CPR Program Outcomes 2013

CPR Program Outcomes 2013

The Community Partners Reinvestment (CPR) Program helps young men, 18 to 24 years old, get back on track after incarceration. The results are safer communities, productive citizens and significant money saved in re-arrest, jail, prison, and supervision costs.  Read more about CPR.

CPR Works 

Portland State University conducted an 5-year evaluation of CPR from 2005 to 2010. Outcomes show that CPR is effective in helping young men transition back into their communities successfully:  

75.2%, of CPR’s high risk offenders were NOT reconvicted of a felony three years after release. This compares to a 50 percent recidism rate for men in this age group in Multnomah County

61.8% of CPR participants were either employed or attending school at 6 months following program graduation 
There was a statistically significant reduction in the severity of addiction, mental health symptoms and risk to re-offend at a 6 month follow-up (ASI, BASIS 32 and LS/CMI)
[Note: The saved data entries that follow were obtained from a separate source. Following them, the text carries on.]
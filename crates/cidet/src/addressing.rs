//! Solves register and displacement values that make a memory operand hit a target address.

use rand::Rng;
use thiserror::Error;

use crate::operand::{sign_extend, size_mask, BYTE_SIZE_TO_MAX};

/// The addressing form of one memory operand, as chosen by the enumerator.
#[derive(Debug, Clone, Copy, PartialEq, Eq)]
pub struct AddressShape {
    pub base: Option<u8>,
    pub index: Option<u8>,
    /// 1, 2, 4 or 8.
    pub scale: u8,
    /// 0, 1, 2 or 4.
    pub disp_size: u8,
    pub rip_relative: bool,
    /// Address size in bytes: 2, 4 or 8.
    pub addr_bytes: u8,
}

#[derive(Debug, Clone, Copy, PartialEq, Eq, Default)]
pub struct AddressSolution {
    pub base_value: u64,
    pub index_value: u64,
    /// Sign-extended displacement.
    pub disp: i64,
}

/// Why a shape cannot reach a target. Each maps to a skip counter.
#[derive(Debug, Error, Clone, Copy, PartialEq, Eq)]
pub enum AddressSkip {
    #[error("target is out of rel32 range of the next instruction")]
    RipRelativeOutOfRange,
    #[error("target is not a multiple of the aliased base+index scale")]
    SameBaseIndexRemainder,
    #[error("target is not a multiple of the index scale")]
    OnlyIndexRemainder,
    #[error("target does not fit the displacement")]
    DirectAddressingOverflow,
}

impl AddressSolution {
    /// Offset the CPU computes for this solution.
    pub fn effective_offset(&self, shape: &AddressShape, next_ip: u64) -> u64 {
        let mask = size_mask(shape.addr_bytes);
        let disp = self.disp as u64;
        if shape.rip_relative {
            return next_ip.wrapping_add(disp) & mask;
        }
        let mut sum = disp;
        if shape.base.is_some() {
            sum = sum.wrapping_add(self.base_value);
        }
        if shape.index.is_some() {
            sum = sum.wrapping_add(self.index_value.wrapping_mul(u64::from(shape.scale)));
        }
        sum & mask
    }
}

/// `value` survives sign extension from `disp_size` bytes to the address width.
fn fits_disp(value: u64, disp_size: u8, addr_bytes: u8) -> bool {
    if disp_size >= addr_bytes {
        return true;
    }
    (sign_extend(value, disp_size) as u64) & size_mask(addr_bytes) == value
}

fn random_disp<R: Rng + ?Sized>(rng: &mut R, disp_size: u8) -> i64 {
    if disp_size == 0 {
        0
    } else {
        sign_extend(rng.gen::<u64>(), disp_size)
    }
}

/// Splits `target` into `quotient * divisor + disp` with a random displacement nudged so the
/// remainder lands in it. Without a displacement the target has to divide evenly.
fn split_with_disp<R: Rng + ?Sized>(
    target: u64,
    divisor: u64,
    disp_size: u8,
    mask: u64,
    rng: &mut R,
) -> Option<(u64, i64)> {
    if disp_size == 0 {
        return (target % divisor == 0).then(|| (target / divisor, 0));
    }

    let max = BYTE_SIZE_TO_MAX[usize::from(disp_size)];
    let mut disp = random_disp(rng, disp_size);
    let mut off = target.wrapping_sub(disp as u64) & mask;
    let rem = off % divisor;
    if rem != 0 {
        if disp + rem as i64 <= max {
            disp += rem as i64;
            off -= rem;
        } else {
            let up = divisor - rem;
            disp -= up as i64;
            off = off.checked_add(up).filter(|off| *off <= mask)?;
        }
    }
    Some((off / divisor, disp))
}

/// Finds base/index/displacement values such that the operand's offset equals `target`.
///
/// `next_ip` is the address of the following instruction, used by RIP-relative forms. Random
/// choices (displacements, free index values) come from `rng`.
pub fn solve<R: Rng + ?Sized>(
    shape: &AddressShape,
    target: u64,
    next_ip: u64,
    rng: &mut R,
) -> Result<AddressSolution, AddressSkip> {
    let mask = size_mask(shape.addr_bytes);
    let target = target & mask;
    let scale = u64::from(shape.scale.max(1));

    if shape.rip_relative {
        let delta = target.wrapping_sub(next_ip) & mask;
        if !fits_disp(delta, 4, shape.addr_bytes) {
            return Err(AddressSkip::RipRelativeOutOfRange);
        }
        return Ok(AddressSolution {
            disp: sign_extend(delta, 4),
            ..AddressSolution::default()
        });
    }

    match (shape.base, shape.index) {
        (Some(base), Some(index)) if base == index => {
            let (value, disp) = split_with_disp(target, scale + 1, shape.disp_size, mask, rng)
                .ok_or(AddressSkip::SameBaseIndexRemainder)?;
            Ok(AddressSolution {
                base_value: value,
                index_value: value,
                disp,
            })
        }
        (Some(_), index) => {
            let disp = random_disp(rng, shape.disp_size);
            let mut rest = target.wrapping_sub(disp as u64);
            let mut index_value = 0;
            if index.is_some() {
                index_value = rng.gen::<u64>() & mask;
                rest = rest.wrapping_sub(index_value.wrapping_mul(scale));
            }
            Ok(AddressSolution {
                base_value: rest & mask,
                index_value,
                disp,
            })
        }
        (None, Some(_)) => {
            let (value, disp) = split_with_disp(target, scale, shape.disp_size, mask, rng)
                .ok_or(AddressSkip::OnlyIndexRemainder)?;
            Ok(AddressSolution {
                base_value: 0,
                index_value: value,
                disp,
            })
        }
        (None, None) => {
            if !fits_disp(target, shape.disp_size, shape.addr_bytes) {
                return Err(AddressSkip::DirectAddressingOverflow);
            }
            Ok(AddressSolution {
                disp: sign_extend(target, shape.disp_size),
                ..AddressSolution::default()
            })
        }
    }
}

#[cfg(test)]
mod tests {
    use super::*;
    use rand::rngs::StdRng;
    use rand::SeedableRng;

    fn shape(base: Option<u8>, index: Option<u8>, scale: u8, disp_size: u8) -> AddressShape {
        AddressShape {
            base,
            index,
            scale,
            disp_size,
            rip_relative: false,
            addr_bytes: 4,
        }
    }

    #[test]
    fn same_base_index_without_disp_needs_divisible_target() {
        let mut rng = StdRng::seed_from_u64(7);
        // [eax+eax*2]: effective scale 3.
        let s = shape(Some(0), Some(0), 2, 0);
        assert_eq!(
            solve(&s, 0x1001, 0, &mut rng),
            Err(AddressSkip::SameBaseIndexRemainder)
        );
        let sol = solve(&s, 0x1002, 0, &mut rng).unwrap();
        assert_eq!(sol.base_value, 0x1002 / 3);
        assert_eq!(sol.effective_offset(&s, 0), 0x1002);
    }

    #[test]
    fn same_base_index_absorbs_remainder_into_disp8() {
        let mut rng = StdRng::seed_from_u64(3);
        let s = shape(Some(3), Some(3), 8, 1);
        for target in 0x2000..0x2040 {
            let sol = solve(&s, target, 0, &mut rng).unwrap();
            assert!((-128..=127).contains(&sol.disp));
            assert_eq!(sol.effective_offset(&s, 0), target);
        }
    }

    #[test]
    fn index_only_remainder_uses_modulo_of_scale() {
        let mut rng = StdRng::seed_from_u64(1);
        let s = shape(None, Some(1), 4, 0);
        assert_eq!(
            solve(&s, 0x1006, 0, &mut rng),
            Err(AddressSkip::OnlyIndexRemainder)
        );
        let s = shape(None, Some(1), 8, 4);
        let sol = solve(&s, 0x1006, 0, &mut rng).unwrap();
        assert_eq!(sol.effective_offset(&s, 0), 0x1006);
    }

    #[test]
    fn rip_relative_beyond_2gib_is_skipped() {
        let mut rng = StdRng::seed_from_u64(1);
        let s = AddressShape {
            base: None,
            index: None,
            scale: 1,
            disp_size: 4,
            rip_relative: true,
            addr_bytes: 8,
        };
        let next_ip = 0x7000_0000_1000;
        assert_eq!(
            solve(&s, 0x3000, next_ip, &mut rng),
            Err(AddressSkip::RipRelativeOutOfRange)
        );
        let sol = solve(&s, next_ip - 0x8000_0000, next_ip, &mut rng).unwrap();
        assert_eq!(sol.disp, -0x8000_0000);
        assert_eq!(
            solve(&s, next_ip + 0x8000_0000, next_ip, &mut rng),
            Err(AddressSkip::RipRelativeOutOfRange)
        );
    }

    #[test]
    fn direct_addressing_range_depends_on_address_width() {
        let mut rng = StdRng::seed_from_u64(1);
        let mut s = shape(None, None, 1, 4);
        // disp32 covers all of a 32-bit address space.
        assert!(solve(&s, 0xffff_f000, 0, &mut rng).is_ok());

        s.addr_bytes = 8;
        assert_eq!(
            solve(&s, 0x1_0000_0000, 0, &mut rng),
            Err(AddressSkip::DirectAddressingOverflow)
        );
        let sol = solve(&s, 0xffff_ffff_ffff_f000, 0, &mut rng).unwrap();
        assert_eq!(sol.disp, -0x1000);
    }
}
On the Oregon Department of Correction's Correctional Program Checklist, CPR scored among the top 6% of programs nationally. (Nov. 2010)

CPR Saves Money
Only 32.1% of CPR participants who were 3 years post-release recidivated (PSU, 2010). This resulted in an estimated cost savings of more than $1.35 million for this cohort of 58 young men. 

This savings is based on a median $4,600 cost for each CPR participant (Current average annual cost per participant: April 2012 through March 2013)

Compare this to the average cost of re-incarceration - more than $200,000 per individual -- including re-arrest, booking, prosecution, courts, lawyers, victims, child services, and local jails, as calculated by Max Williams, former Director of Oregon Department of Corrections.

– and CPR has achieved similar outcomes with over 370 individuals since 2005.